(Palermo, Italy) The annual Alphonsian Week was celebrated in Palermo from September 21 to 29. It was already 25 times when the Redemptorist house in Via Badia hosted this event. Many people came to listen to invited speakers. The program was opened and then closed by classical music performances: the first took place at the magnificent Oratorio di Santa Cita and the closing concert was held in the Agora of the Salinas Archaeological Museum.
This year the theme of the Alphonsian Week was inspired by the command of the landlord who gave a banquet “Force them in to fill my house” (cf. Lk 14.23). The formula of this initiative was the usual one: effective and simple. In the afternoon of every day of the week, writers and intellectuals of various origins (believers and atheists, Catholics and brothers from other confessions, politicians and university students, theologians, philosophers, historians, writers, biblical scholars, sociologists, artists, journalists and bishops, Redemptorists and other religious) followed one another with profound interventions, as open to confrontation-dialogue with those present.
The merit of the Alphonsian Week, for us Redemptorists, has always been the same: to bring the name of St. Alphonsus de Liguori not only for the attention of the speakers and audience, but also make it known in the entire city of Palermo, the capital of Sicily with about 700,000 inhabitants, by displaying posters announcing the event in the streets and squares. The moral intuition and the spiritual message of our founder provoke contributions and debate, like his juridical formation: it is no coincidence that at our religious house in Via Badia there is a “St. Alphonsus Liguori School of specialization in juridical disciplines”.
This year, however, it was a special year: the Alphonsian Weeks celebrated their twenty-five years. It was a beautiful and meaningful anniversary. It all started in 1995. The city of Palermo, like the whole of Sicily, was confronted with several “enemies”: first of all the mafia that conditioned politics and tainted culture. The battle is still far from being won, but the Weeks certainly gave its contribution. Great credit must be given to the Redemptorist Father Nino Fasullo, capable of believing strongly in this project and carrying it out in the midst of many difficulties. He was especially skilled in inviting personalities who enjoyed a strong reputation not only in Italy, and this has inevitably favored visibility to the initiative. In the end, a calculation was made: there were two hundred and fifty intellectuals who were involved as speakers in all these years in the event, some of them returning to Palermo over and over again.

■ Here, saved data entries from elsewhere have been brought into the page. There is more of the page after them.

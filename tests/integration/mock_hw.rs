//! Mock adapters for integration tests.
//!
//! Every port the core talks to has a recording stand-in here so tests can
//! assert on the full history without devices, processes, or sleeping.

use std::cell::RefCell;
use std::collections::VecDeque;
use std::rc::Rc;

use embedded_hal::delay::DelayNs;
use sitewatch::app::events::AppEvent;
use sitewatch::app::ports::{
    ClimateSensor, EventSink, FailoverLink, LinkStatus, Notifier, ReachabilityProbe, UpsLine,
};
use sitewatch::error::{LinkError, NotifyError, SensorError, SerialError};
use sitewatch::state::SharedReadings;

// ── Notifier ──────────────────────────────────────────────────

/// Records every message; recipients listed in `failing` are rejected.
#[derive(Default)]
pub struct RecordingNotifier {
    pub sent: Vec<(String, String)>,
    pub failing: Vec<String>,
    /// Failover flag as seen at each send, when a store is attached.
    pub failover_at_send: Vec<bool>,
    readings: Option<Rc<SharedReadings>>,
}

#[allow(dead_code)]
impl RecordingNotifier {
    pub fn new() -> Self {
        Self::default()
    }

    pub fn failing_for(recipient: &str) -> Self {
        Self {
            failing: vec![recipient.to_string()],
            ..Self::default()
        }
    }

    /// Snapshot the failover flag on every send.
    pub fn observing(readings: Rc<SharedReadings>) -> Self {
        Self {
            readings: Some(readings),
            ..Self::default()
        }
    }

    pub fn bodies(&self) -> Vec<&str> {
        self.sent.iter().map(|(_, b)| b.as_str()).collect()
    }
}

impl Notifier for RecordingNotifier {
    fn send(&mut self, recipient: &str, body: &str) -> Result<(), NotifyError> {
        if let Some(r) = &self.readings {
            self.failover_at_send.push(r.failover_requested());
        }
        if self.failing.iter().any(|f| f == recipient) {
            return Err(NotifyError::Unreachable);
        }
        self.sent.push((recipient.to_string(), body.to_string()));
        Ok(())
    }
}

// ── Delay ─────────────────────────────────────────────────────

/// Records requested delays instead of sleeping.
#[derive(Clone, Default)]
pub struct RecordingDelay {
    pub total_ns: Rc<RefCell<u64>>,
}

#[allow(dead_code)]
impl RecordingDelay {
    pub fn new() -> Self {
        Self::default()
    }

    pub fn total_ms(&self) -> u64 {
        *self.total_ns.borrow() / 1_000_000
    }
}

impl DelayNs for RecordingDelay {
    fn delay_ns(&mut self, ns: u32) {
        *self.total_ns.borrow_mut() += u64::from(ns);
    }

    fn delay_ms(&mut self, ms: u32) {
        *self.total_ns.borrow_mut() += u64::from(ms) * 1_000_000;
    }
}

// ── Failover link ─────────────────────────────────────────────

#[derive(Default)]
pub struct MockLink {
    pub up: bool,
    pub bring_ups: u32,
    pub tear_downs: u32,
    pub fail_bring_up: bool,
}

#[allow(dead_code)]
impl MockLink {
    pub fn new() -> Self {
        Self::default()
    }

    pub fn already_up() -> Self {
        Self {
            up: true,
            ..Self::default()
        }
    }

    pub fn broken() -> Self {
        Self {
            fail_bring_up: true,
            ..Self::default()
        }
    }
}

impl LinkStatus for MockLink {
    fn failover_active(&self) -> bool {
        self.up
    }
}

impl FailoverLink for MockLink {
    fn bring_up(&mut self) -> Result<(), LinkError> {
        self.bring_ups += 1;
        if self.fail_bring_up {
            return Err(LinkError::SpawnFailed);
        }
        self.up = true;
        Ok(())
    }

    fn tear_down(&mut self) -> Result<(), LinkError> {
        self.tear_downs += 1;
        self.up = false;
        Ok(())
    }
}

// ── Sensors ───────────────────────────────────────────────────

/// Plays back scripted temperature/humidity results, then `Ok(None)`.
#[derive(Default)]
pub struct ScriptedClimate {
    pub temperatures: VecDeque<Result<Option<f32>, SensorError>>,
    pub humidities: VecDeque<Result<Option<f32>, SensorError>>,
}

#[allow(dead_code)]
impl ScriptedClimate {
    pub fn temperatures(values: impl IntoIterator<Item = Result<Option<f32>, SensorError>>) -> Self {
        Self {
            temperatures: values.into_iter().collect(),
            humidities: VecDeque::new(),
        }
    }
}

impl ClimateSensor for ScriptedClimate {
    fn read_temperature(&mut self) -> Result<Option<f32>, SensorError> {
        self.temperatures.pop_front().unwrap_or(Ok(None))
    }

    fn read_humidity(&mut self) -> Result<Option<f32>, SensorError> {
        self.humidities.pop_front().unwrap_or(Ok(None))
    }
}

/// Plays back scripted UPS lines, then times out.
#[derive(Default)]
pub struct ScriptedUps {
    pub lines: VecDeque<Result<String, SerialError>>,
}

#[allow(dead_code)]
impl ScriptedUps {
    pub fn lines<'a>(lines: impl IntoIterator<Item = &'a str>) -> Self {
        Self {
            lines: lines.into_iter().map(|l| Ok(l.to_string())).collect(),
        }
    }
}

impl UpsLine for ScriptedUps {
    fn read_line(&mut self) -> Result<String, SerialError> {
        self.lines.pop_front().unwrap_or(Err(SerialError::Timeout))
    }
}

/// Probe with a fixed answer that counts its calls.
pub struct FixedProbe {
    pub reachable: bool,
    pub calls: u32,
}

#[allow(dead_code)]
impl FixedProbe {
    pub fn new(reachable: bool) -> Self {
        Self {
            reachable,
            calls: 0,
        }
    }
}

impl ReachabilityProbe for FixedProbe {
    fn is_reachable(&mut self) -> bool {
        self.calls += 1;
        self.reachable
    }
}

// ── Event sink ────────────────────────────────────────────────

#[derive(Default)]
pub struct RecordingSink {
    pub events: Vec<AppEvent>,
}

#[allow(dead_code)]
impl RecordingSink {
    pub fn new() -> Self {
        Self::default()
    }

    pub fn count(&self, pred: impl Fn(&AppEvent) -> bool) -> usize {
        self.events.iter().filter(|e| pred(e)).count()
    }
}

impl EventSink for RecordingSink {
    fn emit(&mut self, event: &AppEvent) {
        self.events.push(event.clone());
    }
}
//! Failover trigger.
//!
//! Watches the failover-request flag raised by the alert dispatcher. When
//! it is set and the secondary link is not already up, the link is dialed,
//! held open for [`HOLD_MS`] (long enough for one alert burst), then hung
//! up. The flag is cleared at the end of every handled request, whether
//! or not the link was actually dialed, so a request can never retrigger
//! itself.

use embedded_hal::delay::DelayNs;
use log::{info, warn};

use crate::app::events::AppEvent;
use crate::app::ports::{EventSink, FailoverLink};
use crate::state::SharedReadings;

/// How long the link stays up per request.
pub const HOLD_MS: u32 = 60_000;
/// Flag polling period of the trigger loop.
pub const POLL_MS: u32 = 1_000;

pub struct FailoverTrigger<L, D> {
    link: L,
    delay: D,
    hold_ms: u32,
}

impl<L: FailoverLink, D: DelayNs> FailoverTrigger<L, D> {
    pub fn new(link: L, delay: D) -> Self {
        Self {
            link,
            delay,
            hold_ms: HOLD_MS,
        }
    }

    /// Override the hold window.
    pub fn with_hold_ms(mut self, hold_ms: u32) -> Self {
        self.hold_ms = hold_ms;
        self
    }

    pub fn link(&self) -> &L {
        &self.link
    }

    /// Handle a pending request, if any. Returns `true` if one was handled.
    ///
    /// Blocks for the hold window when the link is dialed.
    pub fn poll(&mut self, readings: &SharedReadings, sink: &mut impl EventSink) -> bool {
        if !readings.failover_requested() {
            return false;
        }

        let mut dialed = false;
        if self.link.failover_active() {
            info!("Failover: link already up, nothing to do");
        } else {
            match self.link.bring_up() {
                Ok(()) => {
                    dialed = true;
                    info!("Failover: link started, holding {} ms", self.hold_ms);
                    sink.emit(&AppEvent::FailoverStarted);
                    self.delay.delay_ms(self.hold_ms);
                    if let Err(e) = self.link.tear_down() {
                        warn!("Failover: {e}");
                    }
                    info!("Failover: link stopped");
                }
                Err(e) => warn!("Failover: {e}"),
            }
        }

        readings.clear_failover_request();
        sink.emit(&AppEvent::FailoverEnded { dialed });
        true
    }
}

As of now, we look forward to the Alphonsian Week of 2020, which will take place, as for twenty-five years, in the last week of September. Certainly, Father Nino, with the laity who frequent our house in Via Badia, is thinking of some other “provocation” of an evangelical and cultural nature to offer to those who want to talk about it. For now, it is only time to say: congratulations! And thanks. The seed is in the ground. And it will continue to produce life.
Fr. Serafino Fiore C.Ss.R.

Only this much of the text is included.